硫酸鈣的裂縫癒合與強度恢復機理探討

Abstract

裂縫在陶瓷材料的機械性表現中一直扮演很重要的角色，裂縫出現會顯著地影響陶瓷材料之壽命及機械行為。當裂縫生成後會成長並穿透整個材料，最終導致材料之破壞。已經有許多研究提出不同的方法來解決裂縫衍生之問題，在這些方法之中，裂縫癒合是其中最能夠有效使材料強度恢復的方法之一。 硫酸鈣做為臨床上使用的醫療材料已有長遠之歷史，其擁有極佳之生物相容性及生物降解性，並能被人體完全吸收。硫酸鈣在被人體完全降解之前會轉變為磷酸鈣鹽類，而這種磷酸鈣鹽類通常伴隨著緻密的片狀結構，這種能產生緻密結構的相轉變創造了可以實施癒合裂縫的機會。在這份研究中，硫酸鈣被作為原始材料並析出磷酸鈣鹽類來達到裂縫癒合之效果。 實驗結果顯示，只要有磷酸根離子參與反應，緻密的析出物就會產生。隨著添加不同濃度的磷酸根溶液，硫酸鈣試樣之強度也隨之上升。當額外的鈣離子及磷酸根離子被添加時，試樣之機械強度也隨之恢復，並可達到本來強度的百分之六十。試樣的表面形貌及微結構及裂縫之長度均使用電子顯微鏡進行觀測，結果顯示裂縫之長度隨著實驗的製程進行逐漸降低，緻密析出物也確實幫助縮短裂縫長度。析出物的相鑑定是由X光繞射分析儀進行，結果顯示析出物應為磷酸氫鈣以及氫氧基磷灰石之混和物，而隨著磷酸根之濃度上升，氫氧基磷灰石也更傾向產生。在比較了撓曲強度以及裂縫長度之關係後，結果顯示兩者為負相關，而且裂縫癒合之機制能夠同時使用微觀及巨觀之角度解釋。

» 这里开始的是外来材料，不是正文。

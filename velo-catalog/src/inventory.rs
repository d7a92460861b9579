use std::collections::HashMap;

use serde::{Deserialize, Serialize};

use crate::product::{Bike, BikeUpdate};
use crate::{CatalogError, CatalogResult};

/// A bike and its on-hand stock. One record per model, owned by the catalog.
#[derive(Debug, Clone, PartialEq, Serialize, Deserialize)]
pub struct StockRecord {
    bike: Bike,
    quantity: u32,
}

impl StockRecord {
    pub fn bike(&self) -> &Bike {
        &self.bike
    }

    pub fn quantity(&self) -> u32 {
        self.quantity
    }
}

/// In-memory catalog keyed by model name.
///
/// Stock moves only through the explicit increase/decrease operations, so a
/// record's quantity can never go negative.
#[derive(Debug, Clone, Default, PartialEq, Serialize, Deserialize)]
pub struct Catalog {
    records: HashMap<String, StockRecord>,
}

impl Catalog {
    pub fn new() -> Self {
        Self {
            records: HashMap::new(),
        }
    }

    /// Add a new bike with an initial stock level. The catalog stores its
    /// own copy; the caller's instance stays independent.
    pub fn add(&mut self, bike: Bike, quantity: u32) -> CatalogResult<()> {
        if self.records.contains_key(bike.model()) {
            return Err(CatalogError::DuplicateModel(bike.model().to_string()));
        }
        self.records
            .insert(bike.model().to_string(), StockRecord { bike, quantity });
        Ok(())
    }

    /// Increase stock for an existing model.
    pub fn restock(&mut self, model: &str, quantity: u32) -> CatalogResult<()> {
        self.increase(model, quantity)
    }

    /// Delete a record; the bike and its stock are discarded.
    pub fn remove(&mut self, model: &str) -> CatalogResult<()> {
        self.records
            .remove(model)
            .map(|_| ())
            .ok_or_else(|| CatalogError::NotFound(model.to_string()))
    }

    /// Read-only lookup by model.
    pub fn find_by_model(&self, model: &str) -> Option<&StockRecord> {
        self.records.get(model)
    }

    /// Edit one attribute of a stored bike in place, re-validating the
    /// field like construction does.
    pub fn edit(&mut self, model: &str, update: BikeUpdate) -> CatalogResult<()> {
        let record = self
            .records
            .get_mut(model)
            .ok_or_else(|| CatalogError::NotFound(model.to_string()))?;
        record.bike.apply(update)
    }

    pub fn increase(&mut self, model: &str, quantity: u32) -> CatalogResult<()> {
        if quantity == 0 {
            return Err(CatalogError::InvalidQuantity(quantity));
        }
        let record = self
            .records
            .get_mut(model)
            .ok_or_else(|| CatalogError::NotFound(model.to_string()))?;
        record.quantity += quantity;
        Ok(())
    }

    pub fn decrease(&mut self, model: &str, quantity: u32) -> CatalogResult<()> {
        if quantity == 0 {
            return Err(CatalogError::InvalidQuantity(quantity));
        }
        let record = self
            .records
            .get_mut(model)
            .ok_or_else(|| CatalogError::NotFound(model.to_string()))?;
        if record.quantity < quantity {
            return Err(CatalogError::InsufficientStock {
                model: model.to_string(),
                requested: quantity,
                available: record.quantity,
            });
        }
        record.quantity -= quantity;
        Ok(())
    }

    /// Records sorted by model, for stable listings and serialization.
    pub fn list(&self) -> Vec<&StockRecord> {
        let mut records: Vec<&StockRecord> = self.records.values().collect();
        records.sort_by(|a, b| a.bike().model().cmp(b.bike().model()));
        records
    }

    pub fn len(&self) -> usize {
        self.records.len()
    }

    pub fn is_empty(&self) -> bool {
        self.records.is_empty()
    }
}

#[cfg(test)]
mod tests {
    use super::*;
    use crate::product::{AeroLevel, Suspension};

    fn trail_x() -> Bike {
        Bike::mountain(
            "Trail-X".to_string(),
            18.0,
            27.5,
            21,
            120_000,
            "RockShox".to_string(),
            Suspension::Hardtail,
        )
        .unwrap()
    }

    fn aero_one() -> Bike {
        Bike::road(
            "Aero-1".to_string(),
            14.0,
            16.0,
            10,
            345_675,
            AeroLevel::Standard,
        )
        .unwrap()
    }

    #[test]
    fn test_add_and_find() {
        let mut catalog = Catalog::new();
        assert!(catalog.is_empty());

        catalog.add(trail_x(), 5).unwrap();
        let record = catalog.find_by_model("Trail-X").unwrap();
        assert_eq!(record.quantity(), 5);
        assert_eq!(record.bike().model(), "Trail-X");
        assert!(catalog.find_by_model("Aero-1").is_none());
    }

    #[test]
    fn test_add_rejects_duplicate_model() {
        let mut catalog = Catalog::new();
        catalog.add(trail_x(), 5).unwrap();

        let err = catalog.add(trail_x(), 2).unwrap_err();
        assert_eq!(err, CatalogError::DuplicateModel("Trail-X".to_string()));
        // Original stock untouched.
        assert_eq!(catalog.find_by_model("Trail-X").unwrap().quantity(), 5);
    }

    #[test]
    fn test_catalog_owns_its_copy() {
        let mut catalog = Catalog::new();
        let mut bike = trail_x();
        catalog.add(bike.clone(), 1).unwrap();

        bike.set_price_cents(999_900).unwrap();
        assert_eq!(
            catalog.find_by_model("Trail-X").unwrap().bike().price_cents(),
            120_000
        );
    }

    #[test]
    fn test_restock_and_errors() {
        let mut catalog = Catalog::new();
        catalog.add(aero_one(), 2).unwrap();

        catalog.restock("Aero-1", 3).unwrap();
        assert_eq!(catalog.find_by_model("Aero-1").unwrap().quantity(), 5);

        assert_eq!(
            catalog.restock("Aero-1", 0).unwrap_err(),
            CatalogError::InvalidQuantity(0)
        );
        assert_eq!(
            catalog.restock("Ghost", 1).unwrap_err(),
            CatalogError::NotFound("Ghost".to_string())
        );
    }

    #[test]
    fn test_decrease_never_goes_negative() {
        let mut catalog = Catalog::new();
        catalog.add(trail_x(), 3).unwrap();

        let err = catalog.decrease("Trail-X", 5).unwrap_err();
        assert_eq!(
            err,
            CatalogError::InsufficientStock {
                model: "Trail-X".to_string(),
                requested: 5,
                available: 3,
            }
        );
        // Refused decrease leaves the quantity unchanged.
        assert_eq!(catalog.find_by_model("Trail-X").unwrap().quantity(), 3);

        catalog.decrease("Trail-X", 3).unwrap();
        assert_eq!(catalog.find_by_model("Trail-X").unwrap().quantity(), 0);
    }

    #[test]
    fn test_remove() {
        let mut catalog = Catalog::new();
        catalog.add(trail_x(), 1).unwrap();

        catalog.remove("Trail-X").unwrap();
        assert!(catalog.find_by_model("Trail-X").is_none());
        assert_eq!(
            catalog.remove("Trail-X").unwrap_err(),
            CatalogError::NotFound("Trail-X".to_string())
        );
    }

    #[test]
    fn test_edit_validates_field() {
        let mut catalog = Catalog::new();
        catalog.add(trail_x(), 1).unwrap();

        catalog.edit("Trail-X", BikeUpdate::FrameSize(19.5)).unwrap();
        assert_eq!(
            catalog.find_by_model("Trail-X").unwrap().bike().frame_size(),
            19.5
        );

        let err = catalog.edit("Trail-X", BikeUpdate::Price(-1)).unwrap_err();
        assert!(matches!(err, CatalogError::InvalidArgument(_)));
        assert_eq!(
            catalog.edit("Ghost", BikeUpdate::Price(100)).unwrap_err(),
            CatalogError::NotFound("Ghost".to_string())
        );
    }

    #[test]
    fn test_list_is_sorted_by_model() {
        let mut catalog = Catalog::new();
        catalog.add(trail_x(), 1).unwrap();
        catalog.add(aero_one(), 2).unwrap();

        let models: Vec<&str> = catalog.list().iter().map(|r| r.bike().model()).collect();
        assert_eq!(models, vec!["Aero-1", "Trail-X"]);
    }
}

Crack has played an important role on the performance of ceramics. The presence of crack would significantly affect the mechanical behavior and life duration of ceramics. After its initiation, crack would propagate through the whole material. It may lead to failure in the end. Many studies proposed various treatments to solve the problems associated with crack. Among these treatments, crack healing is one of the most efficient methods to recover the strength. Calcium sulfate (CaSO4, CS) has been used for clinical application for a long time. It exhibits high biocompatibility and degradability. Calcium sulfate can be resorbed within human body, it would transform into calcium phosphate in human body before complete degradation. The calcium phosphate products are usually in the form of dense structure. The formation of calcium phosphate precipitates may induce chance to fulfill crack healing. In the present study, the precipitation of calcium phosphate is used to heal the cracks within calcium sulfate. The result showed that dense structure would be formed as long as the phosphate ions are involved. By adding solution with various phosphate ion concentration into calcium sulfate specimens, the extent of strength recovery is evaluated. It showed that the strength of specimen is recovered partly with the addition of phosphate and calcium ions. The strength recovery can reach 60% of the original value. The microstructure observations are conducted by SEM. Both morphology and crack length are observed. It showed that crack length was decreased with the treatment; furthermore, the precipitation did shorten the crack length. XRD phase identification was also conducted. The phase analysis indicates that the product of precipitation may be a mixture of different calcium phosphate. It also showed that hydroxyapatite tends to form with the increase of phosphate ion concentration. After comparing the results of flexural strength and crack length, the crack length vs strength chart was proposed. The result showed that crack length and strength are negatively relative to each other. And the mechanism of strength recovery can be explained in terms of both microscale and macroscale.